Aggregate ratings – that is summary ratings combining a range of different measures – are not new in the NHS, and were first introduced for providers and commissioners back in 2000/01. Evidence of their impact since then is mixed, at best.
While aggregate ratings can sometimes help improve quality in the areas they cover, they can also have perverse effects for NHS patients and staff. In order to meet targets covered by ratings in the past, organisations have manipulated data, taken actions that are not in the best interest of patients, and paid less attention to areas not covered by the ratings. NHS ratings have also distorted local priorities and damaged organisational culture, staff morale and recruitment.
These, alongside a range of other conceptual, technical and behavioural issues, led us to advise against the use of aggregate scores based on performance metrics in our review. Put simply, they risk hiding far more than they reveal. Other ways of providing a summary of performance are available, learning lessons from approaches that have been taken in other countries.
We said that if the Department of Health wants to produce aggregate scores for CCG performance, it should at least draw on a wider range of ‘softer’ intelligence relating to leadership, culture and other factors to provide a more rounded assessment (as NHS England’s existing CCG Assurance Framework attempts to do). The suggestion of ‘expert committees’ interpreting performance data may not be quite the same thing.
Question 4
How does this fit with everything else that is already being used or developed to assess the performance of local health services?
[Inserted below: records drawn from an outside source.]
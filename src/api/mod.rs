//! User service layer: wire types, the fixed role catalog, and the
//! `UserService` seam the rest of the crate talks to.
//!
pub mod client;

use std::fmt::{Display, Formatter};

use async_trait::async_trait;
use ratatui::style::Color;
use serde::{Deserialize, Serialize};

use crate::error::ApiError;

pub use client::HttpUserService;

/// A user record as served by the remote API.
///
/// The client never owns the authoritative copy; this is the last known
/// server state. `password` is whatever the server returns.
#[derive(Clone, Debug, PartialEq, Eq, Serialize, Deserialize)]
pub struct User {
    pub id: u64,
    pub username: String,
    pub email: String,
    pub role: Role,
    pub password: String,
}

/// Body of a create request. The server assigns the id.
#[derive(Clone, Debug, PartialEq, Eq, Serialize)]
pub struct NewUser {
    pub username: String,
    pub email: String,
    pub role: Role,
    pub password: String,
}

/// Body of an update request. Only the id and username are sent.
#[derive(Clone, Debug, PartialEq, Eq, Serialize)]
pub struct UserUpdate {
    pub id: u64,
    pub username: String,
}

/// Roles known to the client. Anything else the server reports is kept verbatim.
#[derive(Clone, Debug, PartialEq, Eq, PartialOrd, Ord, Hash, Serialize, Deserialize)]
#[serde(from = "String", into = "String")]
pub enum Role {
    Developer,
    Manager,
    SeniorDev,
    JuniorDev,
    DevOpsEngineer,
    Other(String),
}

impl Role {
    pub fn name(&self) -> &str {
        match self {
            Role::Developer => "Developer",
            Role::Manager => "Manager",
            Role::SeniorDev => "Senior Dev",
            Role::JuniorDev => "Junior Dev",
            Role::DevOpsEngineer => "DevOps Engineer",
            Role::Other(name) => name,
        }
    }

    /// Catalog entry for this role, if it is one of the known roles.
    pub fn tag(&self) -> Option<&'static RoleTag> {
        ROLE_TAGS.iter().find(|t| &t.role() == self)
    }
}

impl From<String> for Role {
    fn from(s: String) -> Self {
        match s.as_str() {
            "Developer" => Role::Developer,
            "Manager" => Role::Manager,
            "Senior Dev" => Role::SeniorDev,
            "Junior Dev" => Role::JuniorDev,
            "DevOps Engineer" => Role::DevOpsEngineer,
            _ => Role::Other(s),
        }
    }
}

impl From<&str> for Role {
    fn from(s: &str) -> Self {
        Role::from(s.to_string())
    }
}

impl From<Role> for String {
    fn from(r: Role) -> Self {
        match r {
            Role::Other(name) => name,
            known => known.name().to_string(),
        }
    }
}

impl Display for Role {
    fn fmt(&self, f: &mut Formatter<'_>) -> std::fmt::Result {
        f.write_str(self.name())
    }
}

/// A role name paired with its chip color.
#[derive(Clone, Copy, Debug)]
pub struct RoleTag {
    pub name: &'static str,
    pub color: &'static str,
}

impl RoleTag {
    pub fn role(&self) -> Role {
        Role::from(self.name)
    }

    /// Chip color as a terminal color; the catalog only holds `#RRGGBB` values.
    pub fn rgb(&self) -> Color {
        crate::app::Theme::parse_color(self.color).unwrap_or(Color::Reset)
    }
}

/// The fixed role catalog, in display order.
pub static ROLE_TAGS: [RoleTag; 5] = [
    RoleTag { name: "Developer", color: "#FFB3BA" },
    RoleTag { name: "Manager", color: "#FFDFBA" },
    RoleTag { name: "Senior Dev", color: "#FFFFBA" },
    RoleTag { name: "Junior Dev", color: "#BAFFC9" },
    RoleTag { name: "DevOps Engineer", color: "#BAE1FF" },
];

/// Operations offered by the remote user service.
///
/// Each method is a single round trip with no retry.
#[async_trait]
pub trait UserService: Send + Sync {
    async fn list_all(&self) -> Result<Vec<User>, ApiError>;

    async fn find_by_id(&self, id: u64) -> Result<User, ApiError>;

    /// Usernames of every user holding `role`.
    async fn find_by_role(&self, role: &Role) -> Result<Vec<String>, ApiError>;

    async fn create(&self, user: &NewUser) -> Result<(), ApiError>;

    async fn update(&self, update: &UserUpdate) -> Result<(), ApiError>;

    async fn delete_by_id(&self, id: u64) -> Result<(), ApiError>;
}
The way that performance is reported and assessed in the NHS in England is already complicated and confusing, involving a number of different organisations and performance frameworks. The danger is that a new way of measuring performance is being layered on top of what we already have, rather than complementing or consolidating what exists.
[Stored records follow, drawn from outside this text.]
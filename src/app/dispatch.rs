//! Bridge between the single-threaded UI state and the async user service.
//!
//! The UI produces `Request`s; the `Dispatcher` runs each one on the tokio
//! runtime and sends the outcome back as an `ApiEvent` over a channel that
//! the event loop drains between frames. Every request carries the `Ticket`
//! it was issued under so late replies can be recognised.

use std::sync::Arc;

use tokio::runtime::Handle;
use tokio::sync::mpsc::{UnboundedReceiver, UnboundedSender, unbounded_channel};

use crate::api::{NewUser, Role, User, UserService, UserUpdate};
use crate::error::ApiError;

/// Identity of an issued request. Tickets are never reused.
#[derive(Clone, Copy, Debug, PartialEq, Eq, Hash, PartialOrd, Ord)]
pub struct Ticket(pub u64);

/// A single call against the user service.
#[derive(Clone, Debug, PartialEq, Eq)]
pub enum ApiCall {
    ListAll,
    FindById(u64),
    FindByRole(Role),
    Create(NewUser),
    Update(UserUpdate),
    DeleteById(u64),
}

/// Outcome of an `ApiCall`, one variant per call.
#[derive(Debug)]
pub enum ApiReply {
    Listed(Result<Vec<User>, ApiError>),
    Found(Result<User, ApiError>),
    RoleMembers {
        role: Role,
        result: Result<Vec<String>, ApiError>,
    },
    Created(Result<(), ApiError>),
    Updated(Result<(), ApiError>),
    Deleted {
        id: u64,
        result: Result<(), ApiError>,
    },
}

#[derive(Clone, Debug, PartialEq, Eq)]
pub struct Request {
    pub ticket: Ticket,
    pub call: ApiCall,
}

#[derive(Debug)]
pub struct ApiEvent {
    pub ticket: Ticket,
    pub reply: ApiReply,
}

/// Run one call to completion. No retry.
pub async fn execute(service: &dyn UserService, call: ApiCall) -> ApiReply {
    match call {
        ApiCall::ListAll => ApiReply::Listed(service.list_all().await),
        ApiCall::FindById(id) => ApiReply::Found(service.find_by_id(id).await),
        ApiCall::FindByRole(role) => {
            let result = service.find_by_role(&role).await;
            ApiReply::RoleMembers { role, result }
        }
        ApiCall::Create(user) => ApiReply::Created(service.create(&user).await),
        ApiCall::Update(update) => ApiReply::Updated(service.update(&update).await),
        ApiCall::DeleteById(id) => ApiReply::Deleted {
            id,
            result: service.delete_by_id(id).await,
        },
    }
}

/// Spawns requests on a runtime and reports their outcomes on a channel.
#[derive(Clone)]
pub struct Dispatcher {
    service: Arc<dyn UserService>,
    handle: Handle,
    tx: UnboundedSender<ApiEvent>,
}

impl Dispatcher {
    pub fn new(service: Arc<dyn UserService>, handle: Handle) -> (Self, UnboundedReceiver<ApiEvent>) {
        let (tx, rx) = unbounded_channel();
        (Self { service, handle, tx }, rx)
    }

    /// Fire and forget; requests are not cancellable once issued.
    pub fn dispatch(&self, request: Request) {
        let service = Arc::clone(&self.service);
        let tx = self.tx.clone();
        tracing::debug!(ticket = request.ticket.0, call = ?request.call, "dispatching");
        self.handle.spawn(async move {
            let reply = execute(service.as_ref(), request.call).await;
            if tx
                .send(ApiEvent {
                    ticket: request.ticket,
                    reply,
                })
                .is_err()
            {
                tracing::debug!(ticket = request.ticket.0, "reply dropped: event loop gone");
            }
        });
    }
}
How will the new approach fit with the existing outcomes frameworks and related indicator sets? How will it fit with the CQC’s plans for place-based provider ratings (where the performance of services in a given area are assessed)? How is a CCG supposed to know what their real priorities are? And will these be consistent with what other parts of the system are being measured on? Above all, there needs to be radical simplification and alignment of the way that performance is assessed in the NHS in England – not more confusion.
Question 5
Do we really know what kind of information the public wants about local health services? (And will we ask?)
If one of the main aims of providing CCG ratings is to provide information for the public, then asking people about the kind of information they’d like about their local health services will be essential. This is particularly true in the case of a CCG or local health system – things that people have no real choice over (unless they want to move house).
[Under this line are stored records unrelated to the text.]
//! Shared UI components (status bar, help, modal helpers).
//!
use ratatui::Frame;
use ratatui::layout::Rect;
use ratatui::style::{Modifier, Style};
use ratatui::text::{Line, Span};
use ratatui::widgets::{Block, Borders, Clear, Paragraph, Wrap};

use crate::app::keymap::KeyAction;
use crate::app::{AppState, InputMode, ToastLevel};

/// Render the bottom status bar: mode, counts, filters, and the latest notice.
pub fn render_status_bar(f: &mut Frame, area: Rect, app: &AppState) {
    let mode = match app.input_mode {
        InputMode::Normal => "NORMAL",
        InputMode::Search => "SEARCH",
        InputMode::Panel => "PANEL",
        InputMode::Help => "HELP",
    };
    let filters = if app.view.roles.is_empty() {
        String::new()
    } else {
        let names: Vec<&str> = app.view.roles.iter().map(|r| r.name()).collect();
        format!("  filters:[{}]", names.join(","))
    };
    let pending = if app.is_fetching() || app.panel.as_ref().is_some_and(|p| p.is_pending()) {
        "  ⟳"
    } else {
        ""
    };
    let mut spans = vec![Span::raw(format!(
        "mode: {mode}  cached:{}  visible:{}{filters}{pending}",
        app.store.len(),
        app.visible().len(),
    ))];
    if let Some(toast) = app.current_toast() {
        let color = match toast.level {
            ToastLevel::Info => app.theme.success,
            ToastLevel::Error => app.theme.error,
        };
        spans.push(Span::raw("  │ "));
        spans.push(Span::styled(toast.message.clone(), Style::default().fg(color)));
    }
    let p = Paragraph::new(Line::from(spans)).style(
        Style::default()
            .fg(app.theme.status_fg)
            .bg(app.theme.status_bg),
    );
    f.render_widget(p, area);
}

/// Compute a rectangle centered within `area` with a maximum size.
pub fn centered_rect(width: u16, height: u16, area: Rect) -> Rect {
    let x = area.x + area.width.saturating_sub(width) / 2;
    let y = area.y + area.height.saturating_sub(height) / 2;
    Rect {
        x,
        y,
        width: width.min(area.width),
        height: height.min(area.height),
    }
}

/// Help modal listing the bindings of the table view and the fixed panel keys.
pub fn render_help_modal(f: &mut Frame, area: Rect, app: &AppState, scroll: u16) {
    let width = 72u16.min(area.width.saturating_sub(4)).max(50);
    let height = 26u16.min(area.height.saturating_sub(4)).max(12);
    let rect = centered_rect(width, height, area);

    let entries: [(&str, KeyAction); 20] = [
        ("Fetch / refresh", KeyAction::Fetch),
        ("Create user", KeyAction::OpenCreate),
        ("Update user", KeyAction::OpenUpdate),
        ("Update selected row", KeyAction::EditSelected),
        ("Delete user by ID", KeyAction::OpenDelete),
        ("Find user by ID", KeyAction::OpenFindById),
        ("Find users by role", KeyAction::OpenFindByRole),
        ("Search username", KeyAction::StartSearch),
        ("Clear search", KeyAction::ClearSearch),
        ("Toggle role filter 1", KeyAction::ToggleRole(0)),
        ("Toggle role filter 2", KeyAction::ToggleRole(1)),
        ("Toggle role filter 3", KeyAction::ToggleRole(2)),
        ("Toggle role filter 4", KeyAction::ToggleRole(3)),
        ("Toggle role filter 5", KeyAction::ToggleRole(4)),
        ("Clear filters", KeyAction::ClearFilters),
        ("Sort by ID", KeyAction::SortById),
        ("Sort by username", KeyAction::SortByUsername),
        ("Show / hide passwords", KeyAction::TogglePasswords),
        ("Move up / down", KeyAction::MoveUp),
        ("Quit", KeyAction::Quit),
    ];

    let mut lines: Vec<Line> = vec![
        Line::from(Span::styled("Table", Style::default().add_modifier(Modifier::BOLD))),
    ];
    for (label, action) in entries {
        let mut keys = app.keymap.keys_for(action);
        if action == KeyAction::MoveUp {
            keys.extend(app.keymap.keys_for(KeyAction::MoveDown));
        }
        lines.push(Line::from(vec![
            Span::raw(format!("  {label:<24}")),
            Span::styled(keys.join(", "), Style::default().add_modifier(Modifier::ITALIC)),
        ]));
    }
    lines.push(Line::raw(""));
    lines.push(Line::from(Span::styled("Panels", Style::default().add_modifier(Modifier::BOLD))));
    for (label, keys) in [
        ("Submit", "Enter"),
        ("Cancel / close", "Esc"),
        ("Next / previous field", "Tab, Shift+Tab, Up, Down"),
        ("Choose role", "Left, Right, Space"),
        ("Load user data (update)", "Ctrl+L"),
    ] {
        lines.push(Line::from(vec![
            Span::raw(format!("  {label:<24}")),
            Span::styled(keys, Style::default().add_modifier(Modifier::ITALIC)),
        ]));
    }
    lines.push(Line::raw(""));
    lines.push(Line::raw("Close help: Esc / Enter"));

    let p = Paragraph::new(lines)
        .wrap(Wrap { trim: false })
        .scroll((scroll, 0))
        .block(
            Block::default()
                .title("Help")
                .borders(Borders::ALL)
                .border_style(Style::default().fg(app.theme.border)),
        );
    f.render_widget(Clear, rect);
    f.render_widget(p, rect);
}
This means asking the public about the areas of care and the kind of indicators that matter to them. The government confirmed that ratings in six clinical areas – cancer, dementia, diabetes, mental health, maternity and learning disabilities – will be produced alongside overall CCG ratings under the new system. The challenge in doing this is that not all parts of the population are covered by the clinical areas chosen, and that some clinical areas are prioritised over others. Making these kind of choices would be helped by seeing what the public think.
All in the approach
These are just some of the questions that will need to be considered by the Department of Health and NHS England as the plans for CCG ratings are developed over the coming months. They are also questions that CCGs are likely to be asking as they hear about the plans too. At The King’s Fund we support Hunt’s aim of ‘intelligent transparency’ in the NHS to support improvements in care. However, it will be important to ensure that the approach taken to achieving this is just as intelligent as the language used to describe it.
Hugh Alderwick, senior policy assistant to the chief executive officer at The King’s Fund.